*Task instructions:*
Work out the number of lines below containing the word "name" and give nothing besides it.

*** Records for the exercise ***

impl MemoryStore {
    /// Creates an empty store.
    pub fn new() -> Self {
        Self::default()
    }

    /// Inserts a document, which must carry a string or numeric `_id`.
    pub fn insert(&self, collection: &str, doc: Document) -> Result<DocId> {
        let id = doc_id(&doc)
            .ok_or_else(|| Error::invalid_state(format!("document in {} has no _id", collection)))?;
        {
            let mut collections = self.collections.borrow_mut();
            let docs = collections.entry(collection.to_string()).or_default();
            if docs.contains_key(&id) {
                return Err(Error::invalid_state(format!(
                    "duplicate _id {} in {}",
                    id, collection
                )));
            }
            docs.insert(id.clone(), doc.clone());
        }
        self.emit(collection, |_| RawChangeEvent::insert(id.clone(), doc.clone()));
        Ok(id)
    }

    /// Inserts a JSON object.
    pub fn insert_value(&self, collection: &str, doc: Value) -> Result<DocId> {
        match doc {
            Value::Object(map) => self.insert(collection, map),
            _ => Err(Error::invalid_state("document must be an object")),
        }
    }

    /// Applies an update. Returns false if the document does not exist.
    ///
    /// An update that leaves the document unchanged queues no event.
    pub fn update(&self, collection: &str, id: &str, update: &UpdateSpec) -> Result<bool> {
        if update.set.iter().any(|(path, _)| path == ID_FIELD)
            || update.unset.iter().any(|path| path == ID_FIELD)
        {
            return Err(Error::unsupported("updating _id"));
        }

        let (after, description) = {
            let mut collections = self.collections.borrow_mut();
            let doc = match collections.get_mut(collection).and_then(|c| c.get_mut(id)) {
                Some(doc) => doc,
                None => return Ok(false),
            };
            let before = doc.clone();
            let mut description = UpdateDescription::default();
            for (path, value) in &update.set {
                if !set_path(doc, path, value.clone()) {
                    *doc = before;
                    return Err(Error::invalid_state(format!(
                        "cannot set {} on {}/{}",
                        path, collection, id
                    )));
                }
                description.updated_fields.insert(path.clone(), value.clone());
            }
            for path in &update.unset {
                if unset_path(doc, path) {
                    description.removed_fields.push(path.clone());
                }
            }
            if *doc == before {
                return Ok(true);
            }
            (doc.clone(), description)
        };

        self.emit(collection, |options| {
            let full = match options.full_document {
                FullDocument::UpdateLookup => Some(after.clone()),
                FullDocument::Default => None,
            };
            RawChangeEvent::update(id, description.clone(), full)
        });
        Ok(true)
    }

    /// Replaces a document wholesale, keeping its id.
    pub fn replace(&self, collection: &str, id: &str, mut doc: Document) -> Result<bool> {
        doc.insert(ID_FIELD.to_string(), Value::String(id.to_string()));
        {
            let mut collections = self.collections.borrow_mut();
            match collections.get_mut(collection).and_then(|c| c.get_mut(id)) {
                Some(existing) => *existing = doc.clone(),
                None => return Ok(false),
            }
        }
        self.emit(collection, |_| RawChangeEvent::replace(id, Some(doc.clone())));
        Ok(true)
    }

    /// Removes a document. Returns false if it did not exist.
    pub fn remove(&self, collection: &str, id: &str) -> Result<bool> {
        let removed = self
            .collections
            .borrow_mut()
            .get_mut(collection)
            .and_then(|c| c.remove(id))
            .is_some();
        if removed {
            self.emit(collection, |_| RawChangeEvent::delete(id));
        }
        Ok(removed)
    }

    /// Queues a raw event onto every open feed of `collection` as-is.
    pub fn inject_event(&self, collection: &str, event: RawChangeEvent) {
        self.emit(collection, |_| event.clone());
    }

    /// Returns a copy of a document.
    pub fn get(&self, collection: &str, id: &str) -> Option<Document> {
        self.collections
            .borrow()
            .get(collection)
            .and_then(|c| c.get(id))
            .cloned()
    }

    /// Returns the number of documents in a collection.
    pub fn len(&self, collection: &str) -> usize {
        self.collections
            .borrow()
            .get(collection)
            .map(|c| c.len())
            .unwrap_or(0)
    }

    /// Returns true if the collection holds no documents.
    pub fn is_empty(&self, collection: &str) -> bool {
        self.len(collection) == 0
    }

    /// Returns activity counters.
    pub fn stats(&self) -> StoreStats {
        self.stats.get()
    }

    /// Returns the number of `find` calls against one collection.
    pub fn find_count(&self, collection: &str) -> usize {
        self.finds_by_collection
            .borrow()
            .get(collection)
            .copied()
            .unwrap_or(0)
    }

    /// Returns the number of open feeds on a collection.
    pub fn open_feeds(&self, collection: &str) -> usize {
        self.feeds
            .borrow()
            .iter()
            .filter(|slot| slot.collection == collection && !slot.queue.borrow().closed)
            .count()
    }

    fn emit<F>(&self, collection: &str, mut make_event: F)
    where
        F: FnMut(&WatchOptions) -> RawChangeEvent,
    {
        let mut feeds = self.feeds.borrow_mut();
        feeds.retain(|slot| !slot.queue.borrow().closed);
        let mut queued = 0;
        for slot in feeds.iter().filter(|slot| slot.collection == collection) {
            slot.queue.borrow_mut().events.push_back(make_event(&slot.options));
            queued += 1;
        }
        if queued > 0 {
            let mut stats = self.stats.get();
            stats.events_queued += queued;
            self.stats.set(stats);
        }
    }
}
//! Field-level diffs.
//!
//! Downstream consumers only understand top-level field replacement, so every
//! diff here is keyed by top-level field name: a change to `a.b.c` is reported
//! as a new value for the whole of `a`, and array fields are always reported
//! whole, never by index.

use crate::document::{Document, ID_FIELD};
use serde_json::Value;
use std::collections::BTreeMap;

/// The new state of one top-level field.
#[derive(Clone, Debug, PartialEq)]
pub enum FieldChange {
    /// The field now holds this value.
    Set(Value),
    /// The field was removed.
    ///
    /// Kept distinct from "not in the diff", which means untouched.
    Unset,
}

impl FieldChange {
    /// Returns the new value, or `None` for an unset field.
    #[inline]
    pub fn value(&self) -> Option<&Value> {
        match self {
            FieldChange::Set(v) => Some(v),
            FieldChange::Unset => None,
        }
    }

    /// Returns true if this change removes the field.
    #[inline]
    pub fn is_unset(&self) -> bool {
        matches!(self, FieldChange::Unset)
    }
}

/// A top-level field diff, ordered by field name.
pub type FieldDiff = BTreeMap<String, FieldChange>;

/// Returns the top-level field a dotted path belongs to.
#[inline]
pub fn top_level_field(path: &str) -> &str {
    match path.split_once('.') {
        Some((head, _)) => head,
        None => path,
    }
}

/// Converts a raw update description into a top-level field diff.
///
/// Values are taken from `full` (the post-image), because a nested path only
/// tells which top-level field moved. A touched field that is missing from
/// the post-image is reported as [`FieldChange::Unset`]. Without a post-image
/// only plain top-level `updated` entries can be reported; nested paths are
/// dropped.
pub fn diff_from_update(
    updated: &Document,
    removed: &[String],
    full: Option<&Document>,
) -> FieldDiff {
    let mut diff = FieldDiff::new();

    for (path, value) in updated {
        let top = top_level_field(path);
        match full {
            Some(doc) => {
                diff.insert(top.to_string(), current_value(doc, top));
            }
            None if top == path => {
                diff.insert(top.to_string(), FieldChange::Set(value.clone()));
            }
            None => {}
        }
    }

    for path in removed {
        let top = top_level_field(path);
        if top == path {
            diff.insert(top.to_string(), FieldChange::Unset);
        } else if let Some(doc) = full {
            diff.insert(top.to_string(), current_value(doc, top));
        }
    }

    diff.remove(ID_FIELD);
    diff
}

fn current_value(doc: &Document, field: &str) -> FieldChange {
    match doc.get(field) {
        Some(v) => FieldChange::Set(v.clone()),
        None => FieldChange::Unset,
    }
}

/// A diff that sets every field of `doc` except `_id`.
pub fn full_document_diff(doc: &Document) -> FieldDiff {
    doc.iter()
        .filter(|(k, _)| k.as_str() != ID_FIELD)
        .map(|(k, v)| (k.clone(), FieldChange::Set(v.clone())))
        .collect()
}

/// Computes the top-level diff that turns `old` into `new`.
pub fn diff_documents(old: &Document, new: &Document) -> FieldDiff {
    let mut diff = FieldDiff::new();
    for (k, v) in new {
        if k == ID_FIELD {
            continue;
        }
        if old.get(k) != Some(v) {
            diff.insert(k.clone(), FieldChange::Set(v.clone()));
        }
    }
    for k in old.keys() {
        if k != ID_FIELD && !new.contains_key(k) {
            diff.insert(k.clone(), FieldChange::Unset);
        }
    }
    diff
}

/// Applies a diff to a document in place.
pub fn apply_diff(doc: &mut Document, diff: &FieldDiff) {
    for (field, change) in diff {
        match change {
            FieldChange::Set(v) => {
                doc.insert(field.clone(), v.clone());
            }
            FieldChange::Unset => {
                doc.remove(field);
            }
        }
    }
}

*** End of Records for the exercise ***

*Written reply:*
2